- [PROBLEM] Please output exactly the lines of the material from the first through the line containing "tidsvektes med moving_time", and nothing more.

- [DATA EXCERPTS]
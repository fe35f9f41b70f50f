//! Aggregeringstjenesten: tilstandsløse funksjoner over `&[Activity]`.
//!
//! Aggregeringspolicyen er fast, ikke konfigurerbar:
//! - belastning (TSS, distanse, høyde, tid) summeres
//! - intensitet (IF, NP, snittwatt) tidsvektes med moving_time
//! - fysiologi (EF, decoupling) snittes kun over rolige steady-økter
//! - effektkurven tar maks per varighet over hele intervallet
//!
//! Tomt intervall gir nullede aggregater, aldri feil.

use std::collections::BTreeMap;

use chrono::{Duration, NaiveDate, NaiveDateTime};
use serde::{Deserialize, Serialize};

use crate::metrics::{max_value, mean, time_weighted_mean};
use crate::models::{Activity, POWER_CURVE_DURATIONS};

/// Sum-aggregerte belastningsmetrikker.
#[derive(Debug, Clone, Default, PartialEq, Serialize, Deserialize)]
pub struct LoadSummary {
    pub total_tss: f64,
    pub total_hours: f64,
    pub total_kj: f64,
    pub total_distance_km: f64,
    pub total_elevation_m: f64,
    pub activity_count: usize,
    pub avg_tss_per_activity: f64,
    pub avg_hours_per_activity: f64,
}

/// Tidsvektede intensitetsmetrikker.
#[derive(Debug, Clone, Default, PartialEq, Serialize, Deserialize)]
pub struct IntensitySummary {
    pub avg_intensity_factor: f64,
    pub avg_normalized_power: f64,
    pub avg_power: f64,
}

/// Treningsintensitetsfordeling, renormalisert til prosent.
#[derive(Debug, Clone, Default, PartialEq, Serialize, Deserialize)]
pub struct TidSummary {
    pub z1_percentage: f64,
    pub z2_percentage: f64,
    pub z3_percentage: f64,
}

/// Fysiologi-snitt over filtrerte steady-økter.
#[derive(Debug, Clone, Default, PartialEq, Serialize, Deserialize)]
pub struct PhysiologySummary {
    pub avg_efficiency_factor: f64,
    pub avg_decoupling: f64,
    pub filtered_activity_count: usize,
}

/// Beste effekt for én varighetsbøtte. 0.0 når ingen data finnes.
#[derive(Debug, Clone, PartialEq, Serialize, Deserialize)]
pub struct PowerBest {
    pub duration: String,
    pub seconds: u32,
    pub watts: f64,
}

/// Samlet periodeanalyse – kontrakten mot presentasjonslaget.
#[derive(Debug, Clone, Serialize, Deserialize)]
pub struct PeriodReport {
    pub load: LoadSummary,
    pub intensity: IntensitySummary,
    pub tid: TidSummary,
    pub physiology: PhysiologySummary,
    pub power_curve: Vec<PowerBest>,
}

/// Ett punkt i Performance Management Chart-serien.
#[derive(Debug, Clone, PartialEq, Serialize, Deserialize)]
pub struct PmcPoint {
    pub date: NaiveDateTime,
    pub ctl: f64,
    pub atl: f64,
    pub tsb: f64,
}

#[derive(Debug, Clone, PartialEq, Serialize, Deserialize)]
pub struct EfficiencyPoint {
    pub date: NaiveDateTime,
    pub efficiency_factor: f64,
    pub decoupling: Option<f64>,
    pub cardiac_drift: Option<f64>,
}

/// Restitusjonsmetrikker over et sammenhengende dagspenn.
#[derive(Debug, Clone, Default, Serialize, Deserialize)]
pub struct RecoveryMetrics {
    pub monotony_index: f64,
    pub strain_index: f64,
    pub rest_days: usize,
    pub weekly_tss: f64,
    pub daily_tss_values: Vec<f64>,
    pub avg_daily_tss: f64,
    pub max_daily_tss: f64,
}

#[derive(Debug, Clone, Serialize, Deserialize)]
pub struct PhaseClassification {
    pub phase: String,
    pub confidence: f64,
    pub volume_trend: f64,
    pub intensity_trend: f64,
    pub description: String,
    pub current_volume_hours: f64,
    pub current_avg_if: f64,
    pub previous_volume_hours: Option<f64>,
    pub previous_avg_if: Option<f64>,
}

/// Belastning: ren summering. TSS/kJ med manglende verdi teller som 0.
pub fn aggregate_load(activities: &[Activity]) -> LoadSummary {
    if activities.is_empty() {
        return LoadSummary::default();
    }

    let total_tss: f64 = activities
        .iter()
        .filter_map(|a| a.training_stress_score)
        .sum();
    let total_moving: f64 = activities.iter().map(|a| a.moving_time).sum();
    let total_kj: f64 = activities.iter().filter_map(|a| a.kilojoules).sum();
    let total_distance: f64 = activities.iter().map(|a| a.distance).sum();
    let total_elevation: f64 = activities.iter().map(|a| a.total_elevation_gain).sum();
    let n = activities.len();

    LoadSummary {
        total_tss,
        total_hours: total_moving / 3600.0,
        total_kj,
        total_distance_km: total_distance / 1000.0,
        total_elevation_m: total_elevation,
        activity_count: n,
        avg_tss_per_activity: total_tss / n as f64,
        avg_hours_per_activity: (total_moving / 3600.0) / n as f64,
    }
}

/// Intensitet: tidsvektet snitt med moving_time som vekt.
pub fn aggregate_intensity(activities: &[Activity]) -> IntensitySummary {
    let weight = |a: &Activity| {
        if a.moving_time > 0.0 {
            Some(a.moving_time)
        } else {
            None
        }
    };

    IntensitySummary {
        avg_intensity_factor: time_weighted_mean(
            activities.iter().map(|a| (a.intensity_factor, weight(a))),
        ),
        avg_normalized_power: time_weighted_mean(
            activities.iter().map(|a| (a.normalized_power, weight(a))),
        ),
        avg_power: time_weighted_mean(
            activities.iter().map(|a| (a.average_watts, weight(a))),
        ),
    }
}

/// TID: sonetider summeres på tvers av øktene og renormaliseres.
/// Kun rader med alle tre soner og moving_time deltar.
pub fn aggregate_tid(activities: &[Activity]) -> TidSummary {
    let mut z1_time = 0.0;
    let mut z2_time = 0.0;
    let mut z3_time = 0.0;

    for a in activities {
        if let (Some(z1), Some(z2), Some(z3)) = (
            a.power_tid_z1_percentage,
            a.power_tid_z2_percentage,
            a.power_tid_z3_percentage,
        ) {
            if a.moving_time > 0.0 {
                z1_time += z1 * a.moving_time / 100.0;
                z2_time += z2 * a.moving_time / 100.0;
                z3_time += z3 * a.moving_time / 100.0;
            }
        }
    }

    let total = z1_time + z2_time + z3_time;
    if total <= 0.0 {
        return TidSummary::default();
    }
    TidSummary {
        z1_percentage: z1_time / total * 100.0,
        z2_percentage: z2_time / total * 100.0,
        z3_percentage: z3_time / total * 100.0,
    }
}

/// Steady-state-filteret for EF-trender: rolig (IF < 0.75), ikke ritt,
/// og med både EF og decoupling til stede.
fn is_steady_state(a: &Activity) -> bool {
    a.intensity_factor.map_or(false, |ifv| ifv < 0.75)
        && a.workout_type.map_or(true, |w| w != 10.0)
        && a.efficiency_factor.is_some()
        && a.power_hr_decoupling.is_some()
}

/// Fysiologi: enkelt snitt, men kun over steady-økter. Trender i EF
/// er meningsløse hvis intervalløkter og ritt blandes inn.
pub fn aggregate_physiology(activities: &[Activity]) -> PhysiologySummary {
    let steady: Vec<&Activity> = activities.iter().filter(|a| is_steady_state(a)).collect();
    if steady.is_empty() {
        return PhysiologySummary::default();
    }

    PhysiologySummary {
        avg_efficiency_factor: mean(steady.iter().map(|a| a.efficiency_factor)).unwrap_or(0.0),
        avg_decoupling: mean(steady.iter().map(|a| a.power_hr_decoupling)).unwrap_or(0.0),
        filtered_activity_count: steady.len(),
    }
}

/// Effektkurve: maks per varighetsbøtte over hele intervallet (maks av maks).
pub fn power_curve_max(activities: &[Activity]) -> Vec<PowerBest> {
    POWER_CURVE_DURATIONS
        .iter()
        .enumerate()
        .map(|(i, &(label, seconds))| PowerBest {
            duration: label.to_string(),
            seconds,
            watts: max_value(activities.iter().map(|a| a.power_curve()[i])).unwrap_or(0.0),
        })
        .collect()
}

/// Full periodeanalyse – alle aggregatene samlet.
pub fn analyze_period(activities: &[Activity]) -> PeriodReport {
    PeriodReport {
        load: aggregate_load(activities),
        intensity: aggregate_intensity(activities),
        tid: aggregate_tid(activities),
        physiology: aggregate_physiology(activities),
        power_curve: power_curve_max(activities),
    }
}

/// PMC-serie (CTL/ATL/TSB) sortert stigende på dato. Rader der noen av de
/// tre mangler hoppes over.
pub fn pmc_series(activities: &[Activity]) -> Vec<PmcPoint> {
    let mut points: Vec<PmcPoint> = activities
        .iter()
        .filter_map(|a| {
            match (
                a.chronic_training_load,
                a.acute_training_load,
                a.training_stress_balance,
            ) {
                (Some(ctl), Some(atl), Some(tsb)) => Some(PmcPoint {
                    date: a.start_date_local,
                    ctl,
                    atl,
                    tsb,
                }),
                _ => None,
            }
        })
        .collect();
    points.sort_by_key(|p| p.date);
    points
}

/// EF/decoupling-tidsserie. Med `filter_steady_state` brukes samme filter
/// som [`aggregate_physiology`] pluss EF > 0; ellers bare EF > 0.
pub fn efficiency_series(activities: &[Activity], filter_steady_state: bool) -> Vec<EfficiencyPoint> {
    let mut points: Vec<EfficiencyPoint> = activities
        .iter()
        .filter(|a| {
            let ef_positive = a.efficiency_factor.map_or(false, |ef| ef > 0.0);
            if filter_steady_state {
                ef_positive && is_steady_state(a)
            } else {
                ef_positive
            }
        })
        .filter_map(|a| {
            // Decoupling kan mangle i ufiltrert modus; raden beholdes
            Some(EfficiencyPoint {
                date: a.start_date_local,
                efficiency_factor: a.efficiency_factor?,
                decoupling: a.power_hr_decoupling,
                cardiac_drift: a.cardiac_drift,
            })
        })
        .collect();
    points.sort_by_key(|p| p.date);
    points
}

/// Restitusjonsmetrikker: daglig TSS over hele dagspennet (hull nullfylles),
/// monotoni = snitt/std (populasjonsstd), strain = total TSS × monotoni,
/// hviledager = dager med TSS < 20.
pub fn recovery_metrics(activities: &[Activity]) -> RecoveryMetrics {
    if activities.is_empty() {
        return RecoveryMetrics::default();
    }

    let mut per_day: BTreeMap<NaiveDate, f64> = BTreeMap::new();
    for a in activities {
        *per_day.entry(a.local_date()).or_insert(0.0) +=
            a.training_stress_score.unwrap_or(0.0);
    }

    // BTreeMap er sortert, så første/siste nøkkel gir dagspennet
    let first = *per_day.keys().next().unwrap();
    let last = *per_day.keys().next_back().unwrap();

    let mut daily = Vec::new();
    let mut day = first;
    while day <= last {
        daily.push(per_day.get(&day).copied().unwrap_or(0.0));
        day += Duration::days(1);
    }

    let n = daily.len() as f64;
    let total: f64 = daily.iter().sum();
    let avg = total / n;
    let variance = daily.iter().map(|v| (v - avg).powi(2)).sum::<f64>() / n;
    let std = variance.sqrt();

    let monotony = if daily.len() > 1 && std > 0.0 {
        avg / std
    } else {
        0.0
    };

    RecoveryMetrics {
        monotony_index: monotony,
        strain_index: total * monotony,
        rest_days: daily.iter().filter(|&&v| v < 20.0).count(),
        weekly_tss: total,
        avg_daily_tss: avg,
        max_daily_tss: daily.iter().copied().fold(0.0, f64::max),
        daily_tss_values: daily,
    }
}

/// Klassifiser treningsfase ut fra volum- og intensitetstrend mot forrige
/// periode. Uten forrige periode brukes absolutte terskler.
pub fn classify_training_phase(
    current: &[Activity],
    previous: Option<&[Activity]>,
) -> PhaseClassification {
    if current.is_empty() {
        return PhaseClassification {
            phase: "Unknown".into(),
            confidence: 0.0,
            volume_trend: 0.0,
            intensity_trend: 0.0,
            description: "No data available".into(),
            current_volume_hours: 0.0,
            current_avg_if: 0.0,
            previous_volume_hours: None,
            previous_avg_if: None,
        };
    }

    let current_volume = aggregate_load(current).total_hours;
    let current_if = aggregate_intensity(current).avg_intensity_factor;

    let previous = previous.filter(|p| !p.is_empty());
    let Some(prev) = previous else {
        let (phase, confidence, description) = if current_if > 0.80 {
            ("Build/Peak", 0.6, "High intensity training detected".to_string())
        } else if current_volume > 10.0 {
            ("Base Building", 0.6, "High volume training detected".to_string())
        } else if current_volume < 5.0 {
            ("Recovery/Transition", 0.6, "Low volume period".to_string())
        } else {
            ("General Training", 0.5, "Moderate volume and intensity".to_string())
        };
        return PhaseClassification {
            phase: phase.into(),
            confidence,
            volume_trend: 0.0,
            intensity_trend: 0.0,
            description,
            current_volume_hours: current_volume,
            current_avg_if: current_if,
            previous_volume_hours: None,
            previous_avg_if: None,
        };
    };

    let prev_volume = aggregate_load(prev).total_hours;
    let prev_if = aggregate_intensity(prev).avg_intensity_factor;

    let volume_trend = if prev_volume > 0.0 {
        (current_volume - prev_volume) / prev_volume * 100.0
    } else {
        0.0
    };
    let intensity_trend = if prev_if > 0.0 {
        (current_if - prev_if) / prev_if * 100.0
    } else {
        0.0
    };

    let (phase, confidence, description) = if volume_trend > 10.0 && intensity_trend.abs() < 10.0 {
        (
            "Base Building",
            0.8,
            format!("Volume up {volume_trend:.0}%, intensity stable"),
        )
    } else if volume_trend > 10.0 && intensity_trend > 10.0 {
        (
            "Overload (Risky)",
            0.9,
            format!(
                "⚠️ Both volume (+{volume_trend:.0}%) and intensity (+{intensity_trend:.0}%) increasing"
            ),
        )
    } else if volume_trend.abs() < 10.0 && intensity_trend > 10.0 {
        (
            "Build/Intensification",
            0.8,
            format!("Volume stable, intensity up {intensity_trend:.0}%"),
        )
    } else if volume_trend < -20.0 {
        (
            "Taper/Recovery",
            0.9,
            format!("Volume down {:.0}%", volume_trend.abs()),
        )
    } else if current_if > 0.85 && current_volume > 8.0 {
        (
            "Peak/Race Prep",
            0.7,
            "High intensity and volume maintained".to_string(),
        )
    } else if current_volume < 5.0 && current_if < 0.70 {
        (
            "Transition/Off-Season",
            0.8,
            "Low volume and intensity".to_string(),
        )
    } else {
        ("Maintenance", 0.6, "Stable training load".to_string())
    };

    PhaseClassification {
        phase: phase.into(),
        confidence,
        volume_trend,
        intensity_trend,
        description,
        current_volume_hours: current_volume,
        current_avg_if: current_if,
        previous_volume_hours: Some(prev_volume),
        previous_avg_if: Some(prev_if),
    }
}
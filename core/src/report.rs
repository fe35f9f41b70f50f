//! JSON-grenseflaten mot presentasjonslaget: tar imot JSON-strenger,
//! returnerer JSON-strenger. All parsing går gjennom serde_path_to_error
//! slik at feilmeldinger peker på feltet som røk.

use chrono::{NaiveDate, Utc};
use serde::Deserialize;
use serde::Serialize;

use crate::analysis;
use crate::config::Settings;
use crate::errors::ViewerError;
use crate::fitness;
use crate::goals;
use crate::models::Activity;

/// Datointervall fra presentasjonslaget. Åpne ender er tillatt.
#[derive(Debug, Default, Deserialize)]
struct RangeIn {
    #[serde(default)]
    start: Option<NaiveDate>,
    #[serde(default)]
    end: Option<NaiveDate>,
}

fn parse_json<'a, T: Deserialize<'a>>(json: &'a str) -> Result<T, ViewerError> {
    let mut de = serde_json::Deserializer::from_str(json);
    serde_path_to_error::deserialize(&mut de).map_err(ViewerError::json_at)
}

fn to_json<T: Serialize>(value: &T) -> Result<String, ViewerError> {
    serde_json::to_string(value).map_err(|e| ViewerError::Json {
        path: "$".into(),
        detail: e.to_string(),
    })
}

/// Periodeanalyse over et datointervall, JSON inn og JSON ut.
pub fn period_report_json(activities_json: &str, range_json: &str) -> Result<String, ViewerError> {
    let activities: Vec<Activity> = parse_json(activities_json)?;
    let range: RangeIn = parse_json(range_json)?;

    let in_range: Vec<Activity> = activities
        .into_iter()
        .filter(|a| {
            let d = a.local_date();
            range.start.map_or(true, |s| d >= s) && range.end.map_or(true, |e| d <= e)
        })
        .collect();

    to_json(&analysis::analyze_period(&in_range))
}

/// Målrapport. FTP-en hentes fra historikken (rullerende estimat) med
/// konfigurert FTP som fallback. `as_of` lar kalleren fryse "i dag";
/// uten den brukes dagens dato.
pub fn goal_report_json(
    settings_json: &str,
    activities_json: &str,
    as_of: Option<NaiveDate>,
) -> Result<String, ViewerError> {
    let settings = Settings::from_json_str(settings_json)?;
    let activities: Vec<Activity> = parse_json(activities_json)?;

    let goal = settings.goal()?.ok_or_else(|| {
        ViewerError::InvalidGoal("ingen mål konfigurert (target_wkg/target_date mangler)".into())
    })?;

    let today = as_of.unwrap_or_else(|| Utc::now().date_naive());
    let current_ftp = fitness::current_ftp(&activities, settings.ftp);
    let report = goals::goal_report(current_ftp, settings.weight_kg, &goal, today)?;

    to_json(&report)
}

- [TASK ANSWER]
repository fe35f9f41b70f50f
//! Aggregeringstjenesten: tilstandsløse funksjoner over `&[Activity]`.
//!
//! Aggregeringspolicyen er fast, ikke konfigurerbar:
//! - belastning (TSS, distanse, høyde, tid) summeres
//! - intensitet (IF, NP, snittwatt) tidsvektes med moving_time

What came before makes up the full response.